Here’s what my code ended up looking like

/* check if server is alive */
if ($mysqli->ping()) {
printf ("Our connection is ok!n");
} else {
print "reconnect...."

Sounds good, now how to test? Enter tcpkill. It’s a utility used to kill tcp connections. here’s the page explaining it

And here it is in action looking for my mysql connection which would hit the mysql server on it’s default port of 3306

[root@elastictask-util ~]# netstat -na | grep 3306
tcp        0      0            TIME_WAIT
tcp        0      0            ESTABLISHED

Once I see my connection I then can kill it and see how my code did with checking the connection before trying to query the DB.

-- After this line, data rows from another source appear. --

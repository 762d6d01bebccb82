use std::io::Write;

use super::scene::{Anchor, Scene, Shape};

/// HTML encoding for SVG text
pub fn html_encode(text: &str) -> String {
    text.replace("&", "&amp;")
        .replace("<", "&lt;")
        .replace(">", "&gt;")
        .replace("\"", "&quot;")
        .replace("'", "&#x27;")
}

fn anchor_attr(anchor: Anchor) -> &'static str {
    match anchor {
        Anchor::Start => "start",
        Anchor::Middle => "middle",
        Anchor::End => "end",
    }
}

pub fn write_svg<W: Write>(scene: &Scene, w: &mut W) -> std::io::Result<()> {
    writeln!(
        w,
        r##"<svg xmlns="http://www.w3.org/2000/svg" width="{0}pt" height="{1}pt" viewBox="0 0 {0} {1}">"##,
        scene.width, scene.height
    )?;

    for shape in &scene.shapes {
        match shape {
            Shape::Rect {
                x,
                y,
                w: width,
                h,
                fill,
                stroke,
                stroke_width,
            } => {
                let fill = fill.map_or_else(|| "none".to_string(), |c| c.to_hex());
                let stroke = match stroke {
                    Some(c) => format!(
                        r##" stroke="{}" stroke-width="{}""##,
                        c.to_hex(),
                        stroke_width
                    ),
                    None => String::new(),
                };
                writeln!(
                    w,
                    r##"<rect x="{:.2}" y="{:.2}" width="{:.2}" height="{:.2}" fill="{}"{}/>"##,
                    x, y, width, h, fill, stroke
                )?;
            }
            Shape::Line {
                x1,
                y1,
                x2,
                y2,
                color,
                width,
                dash,
                opacity,
            } => {
                let dash = dash
                    .map(|(on, off)| format!(r##" stroke-dasharray="{},{}""##, on, off))
                    .unwrap_or_default();
                let opacity = if *opacity < 1.0 {
                    format!(r##" stroke-opacity="{}""##, opacity)
                } else {
                    String::new()
                };
                writeln!(
                    w,
                    r##"<line x1="{:.2}" y1="{:.2}" x2="{:.2}" y2="{:.2}" stroke="{}" stroke-width="{}"{}{}/>"##,
                    x1,
                    y1,
                    x2,
                    y2,
                    color.to_hex(),
                    width,
                    dash,
                    opacity
                )?;
            }
            Shape::Text {
                x,
                y,
                size,
                anchor,
                vertical,
                color,
                content,
            } => {
                let transform = if *vertical {
                    format!(r##" transform="rotate(-90 {:.2} {:.2})""##, x, y)
                } else {
                    String::new()
                };
                writeln!(
                    w,
                    r##"<text x="{:.2}" y="{:.2}" font-family="Helvetica,Arial,sans-serif" font-size="{}px" text-anchor="{}" fill="{}"{}>{}</text>"##,
                    x,
                    y,
                    size,
                    anchor_attr(*anchor),
                    color.to_hex(),
                    transform,
                    html_encode(content)
                )?;
            }
        }
    }

    writeln!(w, "</svg>")?;
    Ok(())
}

[root@elastictask-util ~]# tcpkill port 45591
tcpkill: listening on eth0 [port 45591] > R 59975602:59975602(0) win 0 > R 59975731:59975731(0) win 0 > R 59975989:59975989(0) win 0 > R 1386633333:1386633333(0) win 0 > R 1386633395:1386633395(0) win 0 > R 1386633519:1386633519(0) win 0

In practice this worked great and I was able to test my code and customize it for various scenarios.

When creating highly available and fault tolerant systems it’s important to test all the various connecting pieces, just because you can make a connection or open a socket doesn’t mean that that connection or socket will stay open forever. Sometimes you need to balance the overhead and time of recreating and tearing down the connection each time versus using some other tools or checks (which might not show up in common examples) in order to come up with the solution that works best for your most important factors. And for me that was mysql ping to very easily check the connection and reestablish it if it was broken.